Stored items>
_ _ _ _ _
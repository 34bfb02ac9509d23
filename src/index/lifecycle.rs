//! Index lifecycle
//!
//! Decides once per process whether the store must be built from the corpus
//! or can be reused. A populated store is never rebuilt: only an `Empty`
//! store is ingested, and the manager stays `Populated` afterwards.
//!
//! A build is recorded as finished with the store's completion marker once
//! `insert_batch` returns. A populated store without the marker was
//! interrupted; it is resumed by ingesting only the sources it lacks.

use std::path::{Path, PathBuf};
use std::sync::Arc;
use tokio::fs;
use tracing::{info, warn};

use crate::corpus::{CorpusLoader, IngestionReport};
use crate::errors::{RagError, Result};
use crate::store::{InsertReport, KnowledgeIndex};

/// Whether the store holds records
#[derive(Debug, Clone, Copy, PartialEq, Eq)]
pub enum IndexState {
    Empty,
    Populated,
}

/// What `start` did
#[derive(Debug, Clone, PartialEq)]
pub enum LifecycleOutcome {
    /// Existing store reused
    Loaded { records: u64 },
    /// Store built from the corpus
    Built {
        report: IngestionReport,
        insert: InsertReport,
    },
    /// Interrupted build finished; `missing` are the sources ingested now
    Resumed {
        report: IngestionReport,
        insert: InsertReport,
        missing: Vec<String>,
    },
    /// Corpus produced nothing to store
    BuiltEmpty { report: IngestionReport },
}

pub struct IndexLifecycleManager {
    index: Arc<dyn KnowledgeIndex>,
    loader: CorpusLoader,
    docs_dir: PathBuf,
    state: IndexState,
    started: bool,
}

impl IndexLifecycleManager {
    pub fn new(index: Arc<dyn KnowledgeIndex>, loader: CorpusLoader, docs_dir: PathBuf) -> Self {
        Self {
            index,
            loader,
            docs_dir,
            state: IndexState::Empty,
            started: false,
        }
    }

    pub fn state(&self) -> IndexState {
        self.state
    }

    pub fn docs_dir(&self) -> &Path {
        &self.docs_dir
    }

    /// Reuse a populated store or build one from the corpus
    pub async fn start(&mut self) -> Result<LifecycleOutcome> {
        if self.started && self.state == IndexState::Populated {
            let records = self.index.record_count().await?;
            return Ok(LifecycleOutcome::Loaded { records });
        }
        self.started = true;

        if self.index.exists_and_populated().await? {
            if self.index.ingestion_complete().await? {
                let records = self.index.record_count().await?;
                info!(records, "Loading existing index");
                self.state = IndexState::Populated;
                return Ok(LifecycleOutcome::Loaded { records });
            }
            return self.resume().await;
        }

        info!(docs_dir = %self.docs_dir.display(), "Creating new index");
        self.index.mark_ingestion_complete(false).await?;
        let (documents, report) = self.loader.load(&self.docs_dir).await;

        if documents.is_empty() {
            warn!(
                docs_dir = %self.docs_dir.display(),
                "No documents loaded; queries will run without context"
            );
            return Ok(LifecycleOutcome::BuiltEmpty { report });
        }

        let insert = self.index.insert_batch(documents).await?;
        if insert.chunks_written == 0 {
            warn!("No chunks were stored; index stays empty");
            return Ok(LifecycleOutcome::BuiltEmpty { report });
        }

        self.index.mark_ingestion_complete(true).await?;
        self.state = IndexState::Populated;
        Ok(LifecycleOutcome::Built { report, insert })
    }

    /// Finish an interrupted build
    async fn resume(&mut self) -> Result<LifecycleOutcome> {
        let stored = self.index.stored_sources().await?;
        let (documents, report) = self.loader.load(&self.docs_dir).await;

        let pending: Vec<_> = documents
            .into_iter()
            .filter(|d| !stored.contains(&d.source))
            .collect();
        let missing: Vec<String> = pending.iter().map(|d| d.source.clone()).collect();

        if pending.is_empty() {
            info!(
                stored = stored.len(),
                "Previous ingestion was not marked finished but no source is missing"
            );
            self.index.mark_ingestion_complete(true).await?;
            self.state = IndexState::Populated;
            let records = self.index.record_count().await?;
            return Ok(LifecycleOutcome::Loaded { records });
        }

        warn!(
            missing = %missing.join(", "),
            "Previous ingestion was interrupted; ingesting missing documents"
        );
        let insert = self.index.insert_batch(pending).await?;
        self.index.mark_ingestion_complete(true).await?;
        self.state = IndexState::Populated;

        Ok(LifecycleOutcome::Resumed {
            report,
            insert,
            missing,
        })
    }
}

/// Create the document and store directories when missing
pub async fn ensure_directories(docs_dir: &Path, store_dir: &Path) -> Result<()> {
    for dir in [docs_dir, store_dir] {
        if fs::try_exists(dir).await.unwrap_or(false) {
            continue;
        }
        fs::create_dir_all(dir).await.map_err(|e| {
            RagError::IoError(std::io::Error::new(
                e.kind(),
                format!("cannot create {}: {}", dir.display(), e),
            ))
        })?;
        info!(path = %dir.display(), "Created directory");
    }
    Ok(())
}

#[cfg(test)]
mod tests {
    use super::*;
    use crate::corpus::Document;
    use async_trait::async_trait;
    use std::collections::BTreeSet;
    use std::sync::atomic::{AtomicBool, AtomicU64, AtomicUsize, Ordering};
    use std::sync::Mutex;
    use tempfile::TempDir;

    #[derive(Default)]
    struct CountingIndex {
        records: AtomicU64,
        inserts: AtomicUsize,
        complete: AtomicBool,
        sources: Mutex<BTreeSet<String>>,
        inserted: Mutex<Vec<String>>,
    }

    impl CountingIndex {
        /// Index that already holds `sources`, one record each
        fn holding(sources: &[&str], complete: bool) -> Self {
            let index = Self::default();
            index.records.store(sources.len() as u64, Ordering::SeqCst);
            index.complete.store(complete, Ordering::SeqCst);
            *index.sources.lock().unwrap() = sources.iter().map(|s| s.to_string()).collect();
            index
        }
    }

    #[async_trait]
    impl KnowledgeIndex for CountingIndex {
        async fn record_count(&self) -> Result<u64> {
            Ok(self.records.load(Ordering::SeqCst))
        }

        async fn stored_sources(&self) -> Result<BTreeSet<String>> {
            Ok(self.sources.lock().unwrap().clone())
        }

        async fn ingestion_complete(&self) -> Result<bool> {
            Ok(self.complete.load(Ordering::SeqCst))
        }

        async fn mark_ingestion_complete(&self, complete: bool) -> Result<()> {
            self.complete.store(complete, Ordering::SeqCst);
            Ok(())
        }

        async fn insert_batch(&self, documents: Vec<Document>) -> Result<InsertReport> {
            self.inserts.fetch_add(1, Ordering::SeqCst);
            self.records
                .fetch_add(documents.len() as u64, Ordering::SeqCst);
            for document in &documents {
                self.sources.lock().unwrap().insert(document.source.clone());
                self.inserted.lock().unwrap().push(document.source.clone());
            }
            Ok(InsertReport {
                documents_inserted: documents.len(),
                chunks_written: documents.len(),
                documents_failed: Vec::new(),
            })
        }
    }

    #[tokio::test]
    async fn test_builds_then_stays_populated() {
        let docs = TempDir::new().unwrap();
        std::fs::write(docs.path().join("a.txt"), "Alpha.").unwrap();

        let index = Arc::new(CountingIndex::default());
        let mut manager =
            IndexLifecycleManager::new(index.clone(), CorpusLoader::new(), docs.path().into());

        let outcome = manager.start().await.unwrap();
        assert!(matches!(outcome, LifecycleOutcome::Built { .. }));
        assert_eq!(manager.state(), IndexState::Populated);
        assert!(index.complete.load(Ordering::SeqCst));

        let again = manager.start().await.unwrap();
        assert_eq!(again, LifecycleOutcome::Loaded { records: 1 });
        assert_eq!(index.inserts.load(Ordering::SeqCst), 1);
    }

    #[tokio::test]
    async fn test_populated_store_skips_ingestion() {
        let docs = TempDir::new().unwrap();
        std::fs::write(docs.path().join("a.txt"), "Alpha.").unwrap();

        let index = Arc::new(CountingIndex::holding(&["a.txt"], true));
        index.records.store(7, Ordering::SeqCst);
        let mut manager =
            IndexLifecycleManager::new(index.clone(), CorpusLoader::new(), docs.path().into());

        assert_eq!(
            manager.start().await.unwrap(),
            LifecycleOutcome::Loaded { records: 7 }
        );
        assert_eq!(index.inserts.load(Ordering::SeqCst), 0);
    }

    #[tokio::test]
    async fn test_unfinished_store_ingests_only_missing_sources() {
        let docs = TempDir::new().unwrap();
        for name in ["a.txt", "b.txt", "c.txt"] {
            std::fs::write(docs.path().join(name), format!("Content of {}.", name)).unwrap();
        }

        let index = Arc::new(CountingIndex::holding(&["a.txt"], false));
        let mut manager =
            IndexLifecycleManager::new(index.clone(), CorpusLoader::new(), docs.path().into());

        match manager.start().await.unwrap() {
            LifecycleOutcome::Resumed { missing, insert, .. } => {
                assert_eq!(missing, vec!["b.txt", "c.txt"]);
                assert_eq!(insert.documents_inserted, 2);
            }
            other => panic!("expected a resume, got {:?}", other),
        }
        assert_eq!(*index.inserted.lock().unwrap(), vec!["b.txt", "c.txt"]);
        assert!(index.complete.load(Ordering::SeqCst));
        assert_eq!(manager.state(), IndexState::Populated);
    }

    #[tokio::test]
    async fn test_unfinished_store_with_nothing_missing_is_sealed() {
        let docs = TempDir::new().unwrap();
        std::fs::write(docs.path().join("a.txt"), "Alpha.").unwrap();

        let index = Arc::new(CountingIndex::holding(&["a.txt"], false));
        let mut manager =
            IndexLifecycleManager::new(index.clone(), CorpusLoader::new(), docs.path().into());

        assert_eq!(
            manager.start().await.unwrap(),
            LifecycleOutcome::Loaded { records: 1 }
        );
        assert_eq!(index.inserts.load(Ordering::SeqCst), 0);
        assert!(index.complete.load(Ordering::SeqCst));
    }

    #[tokio::test]
    async fn test_missing_corpus_stays_empty() {
        let root = TempDir::new().unwrap();
        let index = Arc::new(CountingIndex::default());
        let mut manager = IndexLifecycleManager::new(
            index.clone(),
            CorpusLoader::new(),
            root.path().join("missing"),
        );

        let outcome = manager.start().await.unwrap();
        assert!(matches!(outcome, LifecycleOutcome::BuiltEmpty { ref report } if report.loaded == 0));
        assert_eq!(manager.state(), IndexState::Empty);
        assert_eq!(index.inserts.load(Ordering::SeqCst), 0);
    }

    #[tokio::test]
    async fn test_ensure_directories_creates_both() {
        let root = TempDir::new().unwrap();
        let docs = root.path().join("docs");
        let store = root.path().join("rag_store");

        ensure_directories(&docs, &store).await.unwrap();
        assert!(docs.is_dir());
        assert!(store.is_dir());

        // Idempotent
        ensure_directories(&docs, &store).await.unwrap();
    }
}
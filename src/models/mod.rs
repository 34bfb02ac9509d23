//! Model capabilities
//!
//! The pipeline talks to two external model services: one that maps text to
//! vectors and one that completes prompts. Both are traits so the store,
//! the query engine and the tests can be wired to any implementation.

pub mod types;

use async_trait::async_trait;
use futures_util::stream::BoxStream;
use std::future::Future;
use std::time::Duration;

use crate::errors::{RagError, Result};

/// Ordered stream of generated text chunks
pub type ChunkStream = BoxStream<'static, Result<String>>;

/// Text → vector capability
#[async_trait]
pub trait Embedder: Send + Sync {
    /// Embed a batch of texts, one vector per input in input order
    async fn embed(&self, texts: &[String]) -> Result<Vec<Vec<f32>>>;

    /// Embed a single text
    async fn embed_one(&self, text: &str) -> Result<Vec<f32>> {
        let mut vectors = self.embed(&[text.to_string()]).await?;
        vectors
            .pop()
            .ok_or_else(|| RagError::EmbeddingFailure("embedder returned no vector".to_string()))
    }
}

/// Prompt → text capability
#[async_trait]
pub trait Generator: Send + Sync {
    /// Whether `complete_stream` yields incremental chunks
    fn supports_streaming(&self) -> bool {
        true
    }

    /// Maximum prompt + answer size in tokens
    fn context_window(&self) -> usize;

    /// Generate the complete answer in one response
    async fn complete(&self, prompt: &str) -> Result<String>;

    /// Generate the answer as an ordered chunk stream
    async fn complete_stream(&self, prompt: &str) -> Result<ChunkStream>;
}

/// Run `fut` under a deadline, mapping expiry to `RagError::Timeout`
pub async fn with_deadline<T, F>(operation: &str, deadline: Duration, fut: F) -> Result<T>
where
    F: Future<Output = Result<T>>,
{
    match tokio::time::timeout(deadline, fut).await {
        Ok(result) => result,
        Err(_) => Err(RagError::Timeout {
            operation: operation.to_string(),
            duration_ms: deadline.as_millis() as u64,
        }),
    }
}

#[cfg(test)]
mod tests {
    use super::*;

    #[tokio::test]
    async fn test_deadline_expiry_is_timeout() {
        let result: Result<()> = with_deadline("generation", Duration::from_millis(10), async {
            tokio::time::sleep(Duration::from_millis(200)).await;
            Ok(())
        })
        .await;

        match result {
            Err(RagError::Timeout { operation, duration_ms }) => {
                assert_eq!(operation, "generation");
                assert_eq!(duration_ms, 10);
            }
            other => panic!("expected timeout, got {:?}", other),
        }
    }

    #[tokio::test]
    async fn test_deadline_passes_inner_error_through() {
        let result: Result<()> = with_deadline("embedding", Duration::from_secs(1), async {
            Err(RagError::EmbeddingFailure("model not found".into()))
        })
        .await;

        assert!(matches!(result, Err(RagError::EmbeddingFailure(_))));
    }
}
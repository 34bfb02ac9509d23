//! Document corpus ingestion
//!
//! Reads a directory of source files into `Document`s with an
//! `IngestionReport` describing what happened to every file.

pub mod loader;
pub mod parsers;

pub use loader::{CorpusLoader, Document, DocumentFormat, FileOutcome, FileStatus, IngestionReport};
pub use parsers::{DocumentParser, DocxParser, PdfParser};
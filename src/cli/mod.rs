//! CLI module for ollamarag
//!
//! Handles command-line argument parsing.

pub mod args;

pub use args::{Args, Commands, Verbosity};
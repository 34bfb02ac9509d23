//! Error types for ollamarag
//!
//! One error enum for the whole pipeline. Per-file and per-query failures are
//! contained by their callers; only `StoreUnavailable` ends the process.

use std::path::PathBuf;
use thiserror::Error;

/// Main error type for the RAG orchestrator
#[derive(Error, Debug)]
pub enum RagError {
    /// Persisted store could not be opened, created, read or written
    #[error("Knowledge store unavailable: {0}")]
    StoreUnavailable(String),

    /// Embedding call failed
    #[error("Embedding failed: {0}")]
    EmbeddingFailure(String),

    /// Completion or streaming call failed
    #[error("Generation failed: {0}")]
    GenerationFailure(String),

    /// File extension is not handled by any loader
    #[error("Unsupported format for {path:?}: {reason}")]
    UnsupportedFormat { path: PathBuf, reason: String },

    /// File content could not be decoded as text
    #[error("Could not decode {path:?}: {reason}")]
    DecodeFailure { path: PathBuf, reason: String },

    /// A configured deadline was exceeded
    #[error("{operation} timed out after {duration_ms}ms")]
    Timeout { operation: String, duration_ms: u64 },

    /// Streaming errors
    #[error("Streaming error: {0}")]
    StreamingError(String),

    /// JSON parsing errors
    #[error("JSON parse error: {0}")]
    JsonParseError(String),

    /// HTTP client errors
    #[error("HTTP request failed: {0}")]
    HttpError(#[from] reqwest::Error),

    /// Serialization errors
    #[error("Serialization error: {0}")]
    SerializationError(#[from] serde_json::Error),

    /// I/O errors
    #[error("I/O error: {0}")]
    IoError(#[from] std::io::Error),

    /// Configuration errors
    #[error("Configuration error: {0}")]
    ConfigError(String),

    /// Generic errors with context
    #[error("{0}")]
    Generic(String),
}

impl RagError {
    /// True when the failure was caused by a deadline
    pub fn is_timeout(&self) -> bool {
        matches!(self, RagError::Timeout { .. })
    }

    /// Only store initialization failures end the process
    pub fn is_fatal(&self) -> bool {
        matches!(self, RagError::StoreUnavailable(_))
    }
}

/// Result type alias for pipeline operations
pub type Result<T> = std::result::Result<T, RagError>;

/// Convert anyhow errors to RagError
impl From<anyhow::Error> for RagError {
    fn from(err: anyhow::Error) -> Self {
        RagError::Generic(err.to_string())
    }
}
_ _ _ _ _
Exercise instructions> Check each line of the entries above, and show every one holding the word "CountingIndex".

Task response>
    struct CountingIndex {
    impl CountingIndex {
    impl KnowledgeIndex for CountingIndex {
        let index = Arc::new(CountingIndex::default());
        let index = Arc::new(CountingIndex::holding(&["a.txt"], true));
        let index = Arc::new(CountingIndex::holding(&["a.txt"], false));
        let index = Arc::new(CountingIndex::holding(&["a.txt"], false));
        let index = Arc::new(CountingIndex::default());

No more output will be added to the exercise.